▶ _Prompt_
Each line of the listing below that includes "domain" must be copied.

>>>>

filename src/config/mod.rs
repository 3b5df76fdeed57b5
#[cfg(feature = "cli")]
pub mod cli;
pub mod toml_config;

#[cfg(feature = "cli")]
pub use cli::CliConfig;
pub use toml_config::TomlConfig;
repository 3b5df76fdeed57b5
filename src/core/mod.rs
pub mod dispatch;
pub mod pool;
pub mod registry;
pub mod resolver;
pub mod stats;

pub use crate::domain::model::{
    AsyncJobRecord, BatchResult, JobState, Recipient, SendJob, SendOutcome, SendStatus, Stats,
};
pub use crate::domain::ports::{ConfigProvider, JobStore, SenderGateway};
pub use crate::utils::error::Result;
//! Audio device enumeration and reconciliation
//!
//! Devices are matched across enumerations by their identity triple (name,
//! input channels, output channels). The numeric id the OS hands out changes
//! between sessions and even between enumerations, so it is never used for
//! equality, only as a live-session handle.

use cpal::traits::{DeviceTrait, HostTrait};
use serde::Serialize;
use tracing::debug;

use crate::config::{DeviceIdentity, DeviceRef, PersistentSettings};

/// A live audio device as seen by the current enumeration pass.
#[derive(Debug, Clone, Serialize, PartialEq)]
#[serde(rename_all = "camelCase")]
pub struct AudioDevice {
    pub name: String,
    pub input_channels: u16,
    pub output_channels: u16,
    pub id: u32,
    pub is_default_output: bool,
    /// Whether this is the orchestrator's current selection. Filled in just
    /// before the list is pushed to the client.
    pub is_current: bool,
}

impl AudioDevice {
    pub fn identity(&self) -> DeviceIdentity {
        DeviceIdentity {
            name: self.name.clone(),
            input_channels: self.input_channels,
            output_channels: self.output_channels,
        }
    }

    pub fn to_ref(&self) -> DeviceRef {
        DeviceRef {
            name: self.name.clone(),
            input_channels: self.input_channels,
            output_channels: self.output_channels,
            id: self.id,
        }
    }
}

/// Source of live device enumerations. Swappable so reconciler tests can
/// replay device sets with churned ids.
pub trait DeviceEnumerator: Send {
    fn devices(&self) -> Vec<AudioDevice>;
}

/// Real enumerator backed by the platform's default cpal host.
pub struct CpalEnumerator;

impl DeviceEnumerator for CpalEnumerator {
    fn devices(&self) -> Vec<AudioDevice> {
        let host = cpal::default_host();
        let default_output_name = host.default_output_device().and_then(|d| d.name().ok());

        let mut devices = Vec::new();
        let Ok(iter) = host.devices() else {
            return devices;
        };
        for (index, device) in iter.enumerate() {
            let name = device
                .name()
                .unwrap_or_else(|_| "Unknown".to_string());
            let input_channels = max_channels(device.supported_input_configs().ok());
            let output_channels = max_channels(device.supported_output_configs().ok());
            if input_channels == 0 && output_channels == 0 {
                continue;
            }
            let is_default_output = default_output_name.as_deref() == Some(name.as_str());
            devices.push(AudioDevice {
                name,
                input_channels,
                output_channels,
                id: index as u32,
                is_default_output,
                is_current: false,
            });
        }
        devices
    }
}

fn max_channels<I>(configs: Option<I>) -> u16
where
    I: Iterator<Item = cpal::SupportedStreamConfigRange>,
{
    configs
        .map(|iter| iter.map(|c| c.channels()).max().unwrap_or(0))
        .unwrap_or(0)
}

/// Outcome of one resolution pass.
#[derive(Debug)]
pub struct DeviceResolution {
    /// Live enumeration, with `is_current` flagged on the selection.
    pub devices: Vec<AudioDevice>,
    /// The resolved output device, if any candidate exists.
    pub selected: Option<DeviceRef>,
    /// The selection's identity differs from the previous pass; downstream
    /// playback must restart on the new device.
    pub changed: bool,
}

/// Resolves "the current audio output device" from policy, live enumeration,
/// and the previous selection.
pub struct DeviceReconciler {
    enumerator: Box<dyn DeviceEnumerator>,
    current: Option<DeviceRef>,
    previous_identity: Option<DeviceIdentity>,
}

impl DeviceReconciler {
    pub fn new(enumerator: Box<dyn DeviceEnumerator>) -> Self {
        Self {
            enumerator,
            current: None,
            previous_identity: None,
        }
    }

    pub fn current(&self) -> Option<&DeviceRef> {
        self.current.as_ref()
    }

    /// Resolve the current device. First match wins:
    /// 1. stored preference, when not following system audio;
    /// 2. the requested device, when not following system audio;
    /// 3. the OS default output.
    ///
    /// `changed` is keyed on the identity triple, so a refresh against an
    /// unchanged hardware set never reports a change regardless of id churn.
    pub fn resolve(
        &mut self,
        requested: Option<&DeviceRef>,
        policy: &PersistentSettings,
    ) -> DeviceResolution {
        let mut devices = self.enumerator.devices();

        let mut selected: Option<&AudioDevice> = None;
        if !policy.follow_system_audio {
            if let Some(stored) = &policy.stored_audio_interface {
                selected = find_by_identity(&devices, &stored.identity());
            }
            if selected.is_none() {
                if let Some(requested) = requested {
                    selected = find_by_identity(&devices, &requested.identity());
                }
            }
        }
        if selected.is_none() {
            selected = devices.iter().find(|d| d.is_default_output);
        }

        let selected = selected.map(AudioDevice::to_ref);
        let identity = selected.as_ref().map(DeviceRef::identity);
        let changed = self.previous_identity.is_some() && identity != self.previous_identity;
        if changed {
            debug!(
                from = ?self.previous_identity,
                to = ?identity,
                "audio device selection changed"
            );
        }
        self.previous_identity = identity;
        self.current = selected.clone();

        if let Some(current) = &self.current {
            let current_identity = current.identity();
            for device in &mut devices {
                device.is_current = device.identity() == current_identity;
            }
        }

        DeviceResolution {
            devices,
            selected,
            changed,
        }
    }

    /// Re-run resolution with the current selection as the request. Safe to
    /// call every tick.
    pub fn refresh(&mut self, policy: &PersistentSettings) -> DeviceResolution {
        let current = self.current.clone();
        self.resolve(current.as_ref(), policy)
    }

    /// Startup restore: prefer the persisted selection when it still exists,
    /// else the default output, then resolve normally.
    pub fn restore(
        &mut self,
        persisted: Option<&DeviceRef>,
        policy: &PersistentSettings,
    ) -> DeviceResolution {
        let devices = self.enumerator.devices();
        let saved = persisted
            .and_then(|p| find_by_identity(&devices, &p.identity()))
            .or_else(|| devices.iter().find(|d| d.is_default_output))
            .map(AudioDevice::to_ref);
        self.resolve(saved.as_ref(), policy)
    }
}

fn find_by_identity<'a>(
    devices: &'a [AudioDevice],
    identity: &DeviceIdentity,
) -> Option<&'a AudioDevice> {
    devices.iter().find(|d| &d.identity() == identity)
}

<<<<

▶ _Exercise output_
pub use crate::domain::model::{
pub use crate::domain::ports::{ConfigProvider, JobStore, SenderGateway};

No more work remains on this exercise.